Tudo o que eu já amei

O vulto de uma mulher em uma penumbra, iluminada por um abajur e pelo reflexo da janela. Imagem do filme “Cópia Fiel”.

Hoje é um dia estranho. Quer dizer, o dia em si até que tá tudo bem. Eu acordei cedo, fiz meus exercícios físicos, estudei um pouco e agora são 8h35 quando eu abri o meu editor de textos pra escrever esse post. As coisas tão indo bem.

Mas hoje faz um ano que eu perdi uma companheira muito querida, então eu pedi folga do trabalho para poder descansar e pensar um pouco sobre esse último ano. É estranho porque, nesse dia, ano passado, eu ia começar todo um processo de luto, onde revisitar o passado é uma parte dele. As vezes é confortável, porque você lembra os bons e maus momentos pelo que eles foram, o que torna o tempo de vida que você compartilhou com alguém que você amou mais especial. As vezes é triste, porque você lembra deles, e lembra que essas lembranças são tudo o que você tem agora, que novas memórias não vão ser feitas. E aí você perde aquele alguém especial de novo, e de novo e de novo. Pra mim, parte do luto é aprender a perder as pessoas que eu amei — meus avós, meus amigos, a Vivi — inúmeras vezes, até a perda em si ser uma parte da minha lembrança delas.

É estranho também porque eu não estou triste. Eu também não tô feliz, mas conforme esse dia foi chegando, eu comecei a olhar mais para tudo o que aconteceu nesse último ano, e a apreciar todas as pessoas e coisas que me cercaram nesse tempo. É bom de lembrar o porquê de eu achar que eu consegui ser amigo das pessoas mais incríveis do mundo, porque o dia-a-dia e o isolamento dos últimos meses me faz esquecer. Não é exagero quando eu falo isso, não. Seja os que eu falo todo o dia, ou os que eu só retomei contato recentemente. Eu vejo tudo o que eles fazem, e tudo o que eles são, e fico fascinado de poder dividir um pouco de espaço com eles. Seja pra contar uma história ou pra mandar um meme.

E tem tudo aquilo que aconteceu nesse último ano, que é mais ou menos onde eu tô querendo chegar. Existem as coisas que eu faço no dia-a-dia, porque a minha rotina mudou muito depois desse dia. E existe o que eu faço aqui no Pão.
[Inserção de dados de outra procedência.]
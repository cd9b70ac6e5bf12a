//! # 인증 추출기와 토큰 유틸리티
//!
//! 로그인하면 JWT 액세스 토큰을 발급하고, 토큰의 SHA-256 해시를 키로
//! `SessionStore`에 세션을 엽니다. 요청마다 `AuthUser` 추출기가
//! 서명/만료를 확인한 뒤 세션이 아직 열려 있는지 확인합니다.
//! 로그아웃한 토큰은 서명이 유효해도 거부됩니다.

use axum::{
    extract::FromRequestParts,
    http::{header::AUTHORIZATION, request::Parts, StatusCode},
    response::{IntoResponse, Response},
    Json,
};
use chrono::{DateTime, Duration, Utc};
use jsonwebtoken::{decode, encode, DecodingKey, EncodingKey, Header, Validation};
use serde::{Deserialize, Serialize};
use serde_json::json;
use sha2::{Digest, Sha256};

use crate::error::AppError;
use crate::models::{Role, SessionUser};
use crate::state::AppState;

#[derive(Debug, Serialize, Deserialize, Clone)]
pub struct Claims {
    pub sub: String, // uid
    pub role: Role,
    pub exp: i64,
    pub iat: i64,
    /// 같은 초에 발급된 토큰도 서로 다른 해시를 갖게 하는 고유 값
    pub jti: String,
}

/// 인증된 요청의 사용자
#[derive(Debug, Clone)]
pub struct AuthUser {
    pub user: SessionUser,
    /// 로그아웃 때 세션을 닫기 위한 토큰 해시
    pub token_hash: String,
}

impl AuthUser {
    /// 선생님 전용 핸들러에서 호출합니다.
    pub fn require_teacher(&self) -> Result<&SessionUser, AppError> {
        match self.user.role {
            Role::Teacher => Ok(&self.user),
            Role::Student => Err(AppError::Forbidden("Teacher account required".to_string())),
        }
    }

    /// 학생 전용 핸들러에서 호출합니다.
    pub fn require_student(&self) -> Result<&SessionUser, AppError> {
        match self.user.role {
            Role::Student => Ok(&self.user),
            Role::Teacher => Err(AppError::Forbidden("Student account required".to_string())),
        }
    }
}

impl FromRequestParts<AppState> for AuthUser {
    type Rejection = AuthError;

    async fn from_request_parts(
        parts: &mut Parts,
        state: &AppState,
    ) -> Result<Self, Self::Rejection> {
        let auth_header = parts
            .headers
            .get(AUTHORIZATION)
            .and_then(|value| value.to_str().ok())
            .ok_or(AuthError::MissingToken)?;

        let token = auth_header
            .strip_prefix("Bearer ")
            .ok_or(AuthError::InvalidToken)?;

        let claims = verify_access_token(token, &state.jwt_secret)?;

        let token_hash = hash_token(token);
        let user = state
            .sessions
            .get(&token_hash)
            .await
            .ok_or(AuthError::SessionClosed)?;

        // 세션과 토큰의 주인이 다르면 위조로 간주
        if user.uid != claims.sub || user.role != claims.role {
            return Err(AuthError::InvalidToken);
        }

        Ok(AuthUser { user, token_hash })
    }
}

#[derive(Debug)]
pub enum AuthError {
    MissingToken,
    InvalidToken,
    ExpiredToken,
    SessionClosed,
}

impl IntoResponse for AuthError {
    fn into_response(self) -> Response {
        let (status, code, message) = match self {
            AuthError::MissingToken => (
                StatusCode::UNAUTHORIZED,
                "missing_token",
                "Authorization token is required",
            ),
            AuthError::InvalidToken => (
                StatusCode::UNAUTHORIZED,
                "invalid_token",
                "Invalid authorization token",
            ),
            AuthError::ExpiredToken => (
                StatusCode::UNAUTHORIZED,
                "expired_token",
                "Authorization token has expired",
            ),
            AuthError::SessionClosed => (
                StatusCode::UNAUTHORIZED,
                "session_closed",
                "Session has ended, please log in again",
            ),
        };

        let body = Json(json!({
            "error": {
                "code": code,
                "message": message
            }
        }));

        (status, body).into_response()
    }
}

/// 액세스 토큰을 만듭니다. 만료 시각도 함께 돌려줍니다.
pub fn create_access_token(
    user: &SessionUser,
    secret: &str,
    ttl_hours: i64,
) -> Result<(String, DateTime<Utc>), jsonwebtoken::errors::Error> {
    let now = Utc::now();
    let expires_at = now + Duration::hours(ttl_hours);
    let claims = Claims {
        sub: user.uid.clone(),
        role: user.role,
        iat: now.timestamp(),
        exp: expires_at.timestamp(),
        jti: uuid::Uuid::now_v7().to_string(),
    };

    let token = encode(
        &Header::default(),
        &claims,
        &EncodingKey::from_secret(secret.as_bytes()),
    )?;

    Ok((token, expires_at))
}

pub fn verify_access_token(token: &str, secret: &str) -> Result<Claims, AuthError> {
    let token_data = decode::<Claims>(
        token,
        &DecodingKey::from_secret(secret.as_bytes()),
        &Validation::default(),
    )
    .map_err(|e| match e.kind() {
        jsonwebtoken::errors::ErrorKind::ExpiredSignature => AuthError::ExpiredToken,
        _ => AuthError::InvalidToken,
    })?;

    Ok(token_data.claims)
}

pub fn hash_token(token: &str) -> String {
    let mut hasher = Sha256::new();
    hasher.update(token.as_bytes());
    format!("{:x}", hasher.finalize())
}
//! # 계정 설정과 화면 환경설정
//!
//! ## 엔드포인트
//! - `PATCH /api/v1/settings/display-name` → 표시 이름 변경
//! - `PATCH /api/v1/settings/password`     → 비밀번호 변경
//! - `GET   /api/v1/preferences`           → 테마/언어
//! - `PUT   /api/v1/preferences`           → 테마/언어 변경
//!
//! 선생님 계정 정보는 세션 저장소의 자격 증명에, 학생 계정 정보는
//! 학생 레코드에 저장됩니다.

use axum::{extract::State, Json};
use serde_json::{json, Value};

use crate::{
    db,
    error::AppError,
    middleware::auth::AuthUser,
    models::*,
    services::session::DEMO_TEACHER_EMAIL,
    state::AppState,
    validation,
};

/// `PATCH /settings/display-name`
///
/// 열려 있는 세션의 이름도 함께 바꿉니다.
pub async fn update_display_name(
    State(state): State<AppState>,
    auth: AuthUser,
    Json(req): Json<UpdateDisplayNameRequest>,
) -> Result<Json<SessionUser>, AppError> {
    validation::validate_display_name(&req)?;
    let display_name = req.display_name.trim().to_string();
    let user = &auth.user;

    match user.role {
        Role::Teacher => {
            // 자격 증명이 없는 선생님(재시작 후 토큰 등)은 세션 이름만 바뀝니다.
            state
                .sessions
                .update_teacher(&user.uid, |c| c.display_name = display_name.clone())
                .await;
        }
        Role::Student => {
            db::students::update_display_name(&state.pool, &user.uid, &display_name)
                .await?
                .ok_or_else(|| AppError::NotFound("Student record not found".to_string()))?;
        }
    }

    state.sessions.rename_user(&user.uid, &display_name).await;
    tracing::info!(uid = %user.uid, "Display name updated");

    Ok(Json(SessionUser {
        display_name,
        ..user.clone()
    }))
}

/// `PATCH /settings/password`
///
/// - 학생: 현재 비밀번호가 맞아야 합니다.
/// - 데모 선생님: 변경할 수 없습니다.
/// - 다른 선생님: 이번 프로세스에 등록된 자격 증명이 있어야 합니다.
pub async fn change_password(
    State(state): State<AppState>,
    auth: AuthUser,
    Json(req): Json<ChangePasswordRequest>,
) -> Result<Json<Value>, AppError> {
    validation::validate_password_change(&req)?;
    let user = &auth.user;

    match user.role {
        Role::Teacher => {
            if normalize_email(&user.email) == DEMO_TEACHER_EMAIL {
                return Err(AppError::Forbidden(
                    "Demo teacher password cannot be changed".to_string(),
                ));
            }
            let updated = state
                .sessions
                .update_teacher(&user.uid, |c| c.password = req.new_password.clone())
                .await;
            if !updated {
                return Err(AppError::BadRequest(
                    "Could not update password. User credentials not found for this session"
                        .to_string(),
                ));
            }
        }
        Role::Student => {
            let student = db::students::get_student(&state.pool, &user.uid)
                .await?
                .ok_or_else(|| AppError::NotFound("Student record not found".to_string()))?;

            if student.password.as_deref() != req.current_password.as_deref() {
                return Err(AppError::invalid("currentPassword", "Current password incorrect"));
            }
            db::students::update_password(&state.pool, &user.uid, &req.new_password).await?;
        }
    }

    tracing::info!(uid = %user.uid, "Password changed");
    Ok(Json(json!({ "message": "Password updated" })))
}

async fn current_preferences(state: &AppState) -> Result<PreferencesResponse, AppError> {
    let theme = db::preferences::get_theme(&state.pool).await?;
    let language = db::preferences::get_language(&state.pool).await?;
    Ok(PreferencesResponse {
        theme,
        language,
        dir: language.direction(),
    })
}

/// `GET /preferences`: 로그인 없이도 읽을 수 있습니다.
pub async fn get_preferences(
    State(state): State<AppState>,
) -> Result<Json<PreferencesResponse>, AppError> {
    Ok(Json(current_preferences(&state).await?))
}

/// `PUT /preferences`: 보낸 항목만 바꿉니다.
pub async fn update_preferences(
    State(state): State<AppState>,
    Json(req): Json<UpdatePreferencesRequest>,
) -> Result<Json<PreferencesResponse>, AppError> {
    if let Some(theme) = req.theme {
        db::preferences::set_theme(&state.pool, theme).await?;
    }
    if let Some(language) = req.language {
        db::preferences::set_language(&state.pool, language).await?;
    }
    Ok(Json(current_preferences(&state).await?))
}
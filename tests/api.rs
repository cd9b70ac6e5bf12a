//! 라우터 통합 테스트
//!
//! 서버를 띄우지 않고 `tower::ServiceExt::oneshot`으로 요청을 직접 보냅니다.
//! 테스트마다 새 인메모리 DB와 세션 저장소를 씁니다.

use axum::{
    body::{to_bytes, Body},
    http::{header, Method, Request, StatusCode},
    Router,
};
use notewise::{build_router, db, services::seed, services::session::SessionStore, AppState};
use serde_json::{json, Value};
use tower::ServiceExt;

async fn app() -> Router {
    let pool = db::connect("sqlite::memory:", 1).await.unwrap();
    seed::seed_demo_data(&pool).await.unwrap();

    build_router(AppState {
        pool,
        jwt_secret: "test-secret".to_string(),
        sessions: SessionStore::new(),
        session_ttl_hours: 1,
    })
}

async fn send(
    app: &Router,
    method: Method,
    uri: &str,
    token: Option<&str>,
    body: Option<Value>,
) -> (StatusCode, Value) {
    let mut builder = Request::builder().method(method).uri(uri);
    if let Some(token) = token {
        builder = builder.header(header::AUTHORIZATION, format!("Bearer {token}"));
    }
    let request = match body {
        Some(body) => builder
            .header(header::CONTENT_TYPE, "application/json")
            .body(Body::from(body.to_string()))
            .unwrap(),
        None => builder.body(Body::empty()).unwrap(),
    };

    let response = app.clone().oneshot(request).await.unwrap();
    let status = response.status();
    let bytes = to_bytes(response.into_body(), usize::MAX).await.unwrap();
    let value = if bytes.is_empty() {
        Value::Null
    } else {
        serde_json::from_slice(&bytes).unwrap()
    };
    (status, value)
}

async fn login(app: &Router, email: &str, password: &str) -> String {
    let (status, body) = send(
        app,
        Method::POST,
        "/api/v1/auth/login",
        None,
        Some(json!({ "email": email, "password": password })),
    )
    .await;
    assert_eq!(status, StatusCode::OK, "login failed: {body}");
    body["accessToken"].as_str().unwrap().to_string()
}

async fn demo_teacher(app: &Router) -> String {
    login(app, "teacher@example.com", "teacherpass").await
}

#[tokio::test]
async fn test_health() {
    let app = app().await;
    let (status, body) = send(&app, Method::GET, "/api/v1/health", None, None).await;
    assert_eq!(status, StatusCode::OK);
    assert_eq!(body["status"], "ok");
}
//! # 선생님 이력서 맵
//!
//! `noteWiseTeacherResumes` key에 `{ 선생님 ID: 이력서 }` 형태의 객체 하나가 저장됩니다.

use std::collections::HashMap;

use sqlx::SqlitePool;

use crate::db::storage::{self, TEACHER_RESUMES_KEY};
use crate::error::AppError;
use crate::models::TeacherResume;

async fn load_all(pool: &SqlitePool) -> Result<HashMap<String, TeacherResume>, AppError> {
    storage::get_item(pool, TEACHER_RESUMES_KEY, HashMap::new()).await
}

pub async fn get_resume(pool: &SqlitePool, teacher_id: &str) -> Result<Option<TeacherResume>, AppError> {
    let mut resumes = load_all(pool).await?;
    Ok(resumes.remove(teacher_id))
}

/// 이력서를 저장합니다. 같은 선생님의 이전 이력서는 덮어씁니다.
///
/// `resume.id`는 항상 `teacher_id`로 맞춰서 저장합니다.
pub async fn save_resume(
    pool: &SqlitePool,
    teacher_id: &str,
    mut resume: TeacherResume,
) -> Result<TeacherResume, AppError> {
    let mut resumes = load_all(pool).await?;

    resume.id = teacher_id.to_string();
    resumes.insert(teacher_id.to_string(), resume.clone());
    storage::set_item(pool, TEACHER_RESUMES_KEY, &resumes).await?;

    tracing::info!(teacher_id, "Saved teacher resume");
    Ok(resume)
}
Nessa última semana eu percebi o quanto me faz bem vir aqui escrever, porque escolhas que eu fiz sobre esse site há sete anos me fazem apreciar ele ainda mais.

Quando a gente começou com o blog, eu e meus amigos tínhamos aquela presunção adolescente de que a gente tinha O Melhor Gosto, e o Pão foi criado para compartilharmos nossa opinião sobre aquilo que é Bom. A única regra é de que a gente devia escrever sobre aquilo que a gente gostava, realmente gostava. O Pão devia ser um blog sobre coisas boas.

Conforme o tempo foi passando e o Pão acabou ficando pra mim, e conforme eu fui amadurecendo e deixando de ter opiniões definitivas sobre qualquer coisa, essa regra acabou envelhecendo melhor do que eu achei que ia, porque o Pão virou uma pequena enciclopédia daquilo que eu gostei em algum ponto da minha vida, de tudo aquilo que eu usei na minha vida pra formar quem eu fui e me informar sobre o mundo ao redor. Eu registrei aqui descobertas e relatei meu amor sobre coisas que foram essenciais na minha vida (mais de uma vez, inclusive).

O Pão existiu antes de eu conhecer a Vivi, e continua existindo nesse um ano depois da morte dela. E, mesmo assim, eu tenho minhas memórias dos dois, de como eu preparava um post dificílimo de escrever na calada da noite enquanto ela roncava apoiada no meu pé (esse aqui foi especialmente longo. a ponto de eu acordar ela várias vezes naquela noite). Eu já tentei transformar ele em várias coisas, mas essa forma dele — um blog sobre qualquer coisa que me inspira e me emociona — sempre prevaleceu. E, nesse último ano, eu decidi deixar estar. Ele agora é o que ele sempre foi e eu nem sempre aceitei ser. Ele é uma lembrança de tudo o que eu já amei. E ela é parte disso tudo, e de me permitir aceitar esse espaço pelo que ele é. Meu muito obrigado por ler, sempre.